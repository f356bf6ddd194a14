use anyhow::{Context, Result};
use rusqlite::params;

use super::connection::DbConn;
use super::models::{PointRule, PointRuleInput};
use crate::domain::{Category, EventType, Position};
use crate::errors::{AdminError, AdminResult, Validator, classify_store_error};
use crate::ranking::{MAX_POINTS, PointTable};

const RULE_COLUMNS: &str = "id, event_type, category, position, points";
const DUPLICATE_RULE: &str = "A rule for this Type, Category and Position already exists.";

fn validate(input: &PointRuleInput) -> AdminResult<(EventType, Category, Position)> {
    let mut validator = Validator::new();

    let event_type = validator.parse::<EventType>("eventType", &input.event_type);
    let category = validator.parse::<Category>("category", &input.category);
    let position = validator.parse::<Position>("position", &input.position);

    if let Some(category) = category {
        validator.check(
            !category.requires_manual_points(),
            "category",
            "Team results are scored manually",
        );
    }
    validator.check(input.points >= 0, "points", "Points must not be negative");
    validator.check(input.points <= MAX_POINTS, "points", "Points exceed the allowed maximum");

    validator.finish()?;

    match (event_type, category, position) {
        (Some(event_type), Some(category), Some(position)) => Ok((event_type, category, position)),
        _ => Err(AdminError::Validation(Vec::new())),
    }
}

pub fn create(conn: &mut DbConn, input: &PointRuleInput) -> AdminResult<PointRule> {
    let (event_type, category, position) = validate(input)?;
    let sql = format!(
        "INSERT INTO point_rules (event_type, category, position, points) VALUES (?1, ?2, ?3, ?4) RETURNING {RULE_COLUMNS}"
    );

    conn.query_row(
        &sql,
        params![event_type, category, position, input.points],
        parse_rule_row,
    )
    .map_err(|e| classify_store_error(e, DUPLICATE_RULE, "point rule"))
}

pub fn delete(conn: &mut DbConn, id: i64) -> AdminResult<()> {
    let deleted = conn
        .execute("DELETE FROM point_rules WHERE id = ?1", params![id])
        .map_err(|e| classify_store_error(e, "", "point rule"))?;

    if deleted == 0 {
        return Err(AdminError::NotFound(format!("point rule {id}")));
    }
    Ok(())
}

fn parse_rule_row(row: &rusqlite::Row) -> rusqlite::Result<PointRule> {
    Ok(PointRule {
        id: row.get(0)?,
        event_type: row.get(1)?,
        category: row.get(2)?,
        position: row.get(3)?,
        points: row.get(4)?,
    })
}

pub fn list_all(conn: &mut DbConn) -> Result<Vec<PointRule>> {
    let sql = format!("SELECT {RULE_COLUMNS} FROM point_rules");

    let mut stmt = conn.prepare(&sql)?;
    let mut rows = stmt
        .query_map([], parse_rule_row)?
        .collect::<rusqlite::Result<Vec<_>>>()?;

    rows.sort_by(|a, b| {
        a.event_type
            .as_str()
            .cmp(b.event_type.as_str())
            .then(a.category.as_str().cmp(b.category.as_str()))
            .then(a.position.cmp(&b.position))
    });
    Ok(rows)
}

/// Loads the whole rule table for point resolution
pub fn load_table(conn: &mut DbConn) -> Result<PointTable> {
    let rules = list_all(conn).context("Failed to load point rules")?;

    Ok(rules
        .into_iter()
        .map(|rule| (rule.event_type, rule.category, rule.position, rule.points))
        .collect())
}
+ + +
> _What needs to be done_
Reproduce the material above exactly, beginning at its first line and ending with the line that holds "const RULE_COLUMNS: &str". Include nothing else.

> _Answer area_
repository f356bf6ddd194a14
use anyhow::{Context, Result};
use rusqlite::params;

use super::connection::DbConn;
use super::models::{PointRule, PointRuleInput};
use crate::domain::{Category, EventType, Position};
use crate::errors::{AdminError, AdminResult, Validator, classify_store_error};
use crate::ranking::{MAX_POINTS, PointTable};

const RULE_COLUMNS: &str = "id, event_type, category, position, points";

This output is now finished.